(Publicado en La Gaceta de la Iberosfera)
Están pasando muchas cosas y más que van a pasar. De alguna de ellas iba a escribir, pero la emoción que transmite la tristeza me impide hacerlo. Cuando un amigo del alma muere, el mundo se detiene.
José María Poveda, neuropsiquiatra, profesor, escritor, filósofo, psicólogo transpersonal, experto en culturas chamánicas y hombre de bien murió en la noche del sábado, de repente, a causa de un aneurisma. Tenía setenta y tres años. Estaba, como siempre, lleno de proyectos que ya nadie anudará. Imprevisible ha sido tan funesto desenlace. Se ha muerto, se me ha muerto, se nos ha muerto “como del rayo”, igual que a Miguel Hernández se le murió su amigo Ramón Sijé. Sírvale de epitafio esa metáfora.

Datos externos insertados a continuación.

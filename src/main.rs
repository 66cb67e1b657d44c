//! Division Ledger API
//!
//! Budget records for academic divisions: local draft overlays merged over
//! the system of record, validated commits that append snapshots, academic
//! year scheduling, and an archive of what changed when.

mod config;
mod db;
mod draft;
mod error;
mod models;
mod record;
mod routes;
mod schedule;
mod snapshot;
mod state;

use crate::config::{RecordBackend, Settings};
use crate::db::{create_pool, PgRecord};
use crate::draft::{FileOverlayBackend, OverlayStore};
use crate::record::{MemoryRecord, SharedRecord};
use crate::routes::create_router;
use crate::state::AppState;
use std::net::SocketAddr;
use std::sync::Arc;
use tokio::net::TcpListener;
use tracing::{info, warn};
use tracing_subscriber::{fmt, layer::SubscriberExt, util::SubscriberInitExt, EnvFilter};

/// Overlay path that keeps drafts in process memory only
const IN_MEMORY_OVERLAYS: &str = ":memory:";

#[tokio::main]
async fn main() -> anyhow::Result<()> {
    // Initialize tracing subscriber for structured logging
    init_tracing();

    info!("Starting Division Ledger...");

    let settings = Settings::load()?;
    info!("Configuration loaded successfully");

    let record = init_record(&settings.backend).await?;

    let overlays = if settings.editor.overlay_path.as_os_str() == IN_MEMORY_OVERLAYS {
        warn!("Draft overlays are kept in memory and will not survive a restart");
        OverlayStore::in_memory()
    } else {
        let backend = FileOverlayBackend::new(settings.editor.overlay_path.clone());
        info!("Draft overlays stored at {}", backend.path().display());
        OverlayStore::new(backend)
    };

    let state = Arc::new(AppState::new(
        record,
        Arc::new(overlays),
        settings.editor.clone(),
    ));

    // Build the router
    let app = create_router(state, &settings);

    let addr = SocketAddr::from((settings.server.host, settings.server.port));

    info!("Server listening on http://{}", addr);
    info!("API Endpoints:");
    info!("   GET  /api/divisions                 - List divisions");
    info!("   POST /api/sessions                  - Open an edit session");
    info!("   POST /api/sessions/{{id}}/edits       - Apply field edits");
    info!("   POST /api/sessions/{{id}}/save        - Validate and commit");
    info!("   POST /api/sessions/{{id}}/exit        - Guarded exit");
    info!("   GET  /api/years                     - List academic years");
    info!("   POST /api/years/next                - Add the next academic year");
    info!("   GET  /api/schedule/grid             - Program x year grid");
    info!("   GET  /api/submissions               - Snapshot history");
    info!("   GET  /api/recent-changes            - Recent change feed");
    info!("   GET  /api/archive                   - Changes by academic period");

    let listener = TcpListener::bind(addr).await?;
    axum::serve(listener, app)
        .with_graceful_shutdown(shutdown_signal())
        .await?;

    info!("Server shutdown complete");
    Ok(())
}

/// Initialize tracing with structured logging
fn init_tracing() {
    let env_filter = EnvFilter::try_from_default_env()
        .unwrap_or_else(|_| EnvFilter::new("info,division_ledger=debug,tower_http=debug"));

    tracing_subscriber::registry()
        .with(env_filter)
        .with(
            fmt::layer()
                .with_target(true)
                .with_level(true)
                .with_thread_ids(true)
                .with_file(true)
                .with_line_number(true)
                .compact(),
        )
        .init();
}

/// Open the configured system of record
async fn init_record(backend: &RecordBackend) -> anyhow::Result<SharedRecord> {
    match backend {
        RecordBackend::Postgres(database) => {
            let pool = create_pool(database).await?;
            let record = PgRecord::new(pool);
            record.bootstrap().await?;
            Ok(Arc::new(record))
        }
        RecordBackend::Memory { seed_file } => {
            let record = match seed_file {
                Some(path) => MemoryRecord::from_seed_file(path)?,
                None => {
                    warn!("No DATABASE_URL or SEED_FILE set, starting with an empty in-memory record");
                    MemoryRecord::new()
                }
            };
            Ok(Arc::new(record))
        }
    }
}

/// Graceful shutdown signal handler
async fn shutdown_signal() {
    let ctrl_c = async {
        if let Err(e) = tokio::signal::ctrl_c().await {
            warn!("Failed to listen for Ctrl+C: {}", e);
            std::future::pending::<()>().await;
        }
    };

    #[cfg(unix)]
    let terminate = async {
        match tokio::signal::unix::signal(tokio::signal::unix::SignalKind::terminate()) {
            Ok(mut signal) => {
                signal.recv().await;
            }
            Err(e) => {
                warn!("Failed to install terminate handler: {}", e);
                std::future::pending::<()>().await;
            }
        }
    };

    #[cfg(not(unix))]
    let terminate = std::future::pending::<()>();

    tokio::select! {
        _ = ctrl_c => {
            info!("Received Ctrl+C signal, initiating graceful shutdown...");
        },
        _ = terminate => {
            info!("Received terminate signal, initiating graceful shutdown...");
        },
    }
}
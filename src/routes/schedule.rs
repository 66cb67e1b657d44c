//! Program schedule route handlers

use crate::error::ApiResult;
use crate::models::{ScheduleEntry, ScheduleQuery, SuccessResponse, ToggleSelectionRequest};
use crate::schedule::view::ScheduleGrid;
use crate::schedule::ScheduleView;
use crate::state::SharedState;
use axum::{
    extract::{Query, State},
    Json,
};
use serde::{Deserialize, Serialize};
use tracing::debug;

#[derive(Debug, Serialize)]
#[serde(rename_all = "camelCase")]
pub struct ScheduleListResponse {
    pub entries: Vec<ScheduleEntry>,
}

#[derive(Debug, Serialize)]
#[serde(rename_all = "camelCase")]
pub struct EntryResponse {
    pub entry: ScheduleEntry,
}

#[derive(Debug, Serialize)]
#[serde(rename_all = "camelCase")]
pub struct GridResponse {
    pub grid: ScheduleGrid,
}

#[derive(Debug, Default, Deserialize)]
#[serde(rename_all = "camelCase")]
pub struct GridQuery {
    #[serde(default)]
    pub lock_previous: bool,
}

/// Toggle made from the grid, subject to the lock switch
#[derive(Debug, Deserialize)]
#[serde(rename_all = "camelCase")]
pub struct GridToggleRequest {
    #[serde(default)]
    pub lock_previous: bool,
    #[serde(flatten)]
    pub toggle: ToggleSelectionRequest,
}

/// List selections, optionally for one year
pub async fn list_schedule(
    State(state): State<SharedState>,
    Query(query): Query<ScheduleQuery>,
) -> ApiResult<Json<SuccessResponse<ScheduleListResponse>>> {
    let entries = state.schedule.list_schedule(query.year_id).await?;

    Ok(Json(SuccessResponse::with_data(
        format!("{} schedule entr(ies).", entries.len()),
        ScheduleListResponse { entries },
    )))
}

/// Select or deselect a program for a year
pub async fn toggle_selection(
    State(state): State<SharedState>,
    Json(payload): Json<ToggleSelectionRequest>,
) -> ApiResult<Json<SuccessResponse<EntryResponse>>> {
    let entry = state
        .schedule
        .toggle_selection(payload.academic_year_id, payload.program_id, payload.is_selected)
        .await?;

    Ok(Json(SuccessResponse::with_data(
        "Schedule updated.",
        EntryResponse { entry },
    )))
}

/// Divisions, programs and years laid out as a grid
pub async fn get_grid(
    State(state): State<SharedState>,
    Query(query): Query<GridQuery>,
) -> ApiResult<Json<SuccessResponse<GridResponse>>> {
    let grid = ScheduleView::new(query.lock_previous)
        .grid(&state.record)
        .await?;
    debug!(
        "Schedule grid with {} years and {} divisions",
        grid.years.len(),
        grid.divisions.len()
    );

    Ok(Json(SuccessResponse::with_data(
        "Schedule grid.",
        GridResponse { grid },
    )))
}

pub async fn toggle_from_grid(
    State(state): State<SharedState>,
    Json(payload): Json<GridToggleRequest>,
) -> ApiResult<Json<SuccessResponse<EntryResponse>>> {
    let toggle = payload.toggle;
    let entry = ScheduleView::new(payload.lock_previous)
        .toggle(
            &state.schedule,
            toggle.academic_year_id,
            toggle.program_id,
            toggle.is_selected,
        )
        .await?;

    Ok(Json(SuccessResponse::with_data(
        "Schedule updated.",
        EntryResponse { entry },
    )))
}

Sería, más o menos, la medianoche de ayer cuando un zumbido del teléfono me despertó. Más que zumbido era redoble de campana de John Donne. Una amiga común acababa de enviarme un mensaje con el que me ponía al tanto de la lúgubre noticia.
Ya no volví a conciliar el sueño. Pasé la noche en esa tierra de nadie, pegajosa, que separa la conciencia del sopor. Lo primero que hice al despertarme fue borrar el nombre de José María en mi agenda de teléfonos. Es una operación ‒una mutilación‒ que últimamente practico a menudo. No sólo mueren, uno tras otro, mis coetáneos. Mueren también quienes vinieron después. Las generaciones no se renuevan: se suceden. Esa agenda parece ya la antología de Spoon River: un cementerio de sepulcros blanqueados por el genio lírico de quien la compiló. La segunda ley de la termodinámica es como una guillotina que jamás descansa.
En la primavera de 1979 di una charla en un club cultural de Madrid. Acababa yo de publicar tres meses antes mi Historia mágica de España. Al término de mi intervención se me acercó un desconocido. Trabamos conversación. Era Poveda. Nuestra amistad granó en el acto. Seguimos viéndonos. Aquel joven neuropsiquiatra empezó a venir, invitado por mí, al programa de radio que entonces dirigía yo ‒El mundo por montera‒ y que luego saltó, con el mismo título, a la televisión. En torno a él, y posteriormente en los cursos de verano de la Universidad Complutense en El Escorial, fue cuajando lo que yo mismo, entre bromas y veras, definí como un grupo de Bloomsbury español: Antonio Escohotado, Luis Racionero, Carlos Moya, Fernando Arrabal, Isidro Palacios, Félix Gracia, Elena Ochoa… y José María Poveda. Entre otros, claro, de menor nombradía, pero no inferior sabiduría.
Después de los Viajes a la Gnosis de El Escorial, que fueron muchos, llegaron los Encuentros Eleusinos, que van ya por el trigésimo cuarto, y José María Poveda también intervino en ellos, una y otra vez, aportando los frutos de su deslumbrante experiencia en los tratamientos de psicología transpersonal, de neuropsiquiatría integradora, de terapias holísticas y de sanación chamánica.
Fue médico, profesor, psicólogo y filósofo en Méjico, en Venezuela, en Tailandia, en Camboya y, por supuesto, en Madrid. Viajó por todas partes y siempre hizo acopio en ellas de hallazgos sorprendentes y, encima, divertidos. Era como un prestidigitador que sacaba de su mochila tantas imágenes como las que centellean en la pantalla de un calidoscopio.
Podría llenar páginas y páginas evocando secuencias, lances y anécdotas de nuestra larga y fecunda amistad. Lo haré en el cuarto y penúltimo volumen de mis Memorias, si la vida me da el cuartelillo necesario para hacerlo. Hoy, empapado por el chaparrón de la tristeza y zarandeado por el ir y venir de los recuerdos, me limitaré a mencionar aquel día, grandioso, en el que Racionero, Carlos Moya, Escohotado, mi mujer y yo, risueños, atrevidos y -ávidos de conocimiento, nos reunimos en la casa de Poveda, a campo abierto, allá por el término de Soto del Real, para correr el albur gnóstico y psicoactivo de ingerir las cristalinas dosis de ácido lisérgico que nos había enviado desde Basilea Albert Hofmann, el químico que lo descubrió. Ya dije: éramos un grupo de Bloomsbury.
Aquel día, amigo Poveda, volamos todos juntos. Anoche emprendiste a solas una aventura similar. Ahora ya sabes a ciencia cierta lo que esconde el velo de Isis. Obscurum per obscurius, ignotium per ignotius («A lo oscuro por lo más oscuro; a lo desconocido por lo más desconocido»), decían los alquimistas, plantando así los jalones de la búsqueda de la piedra filosofal.
Ve con Dios, José María. Ya has llegado a Guanahaní.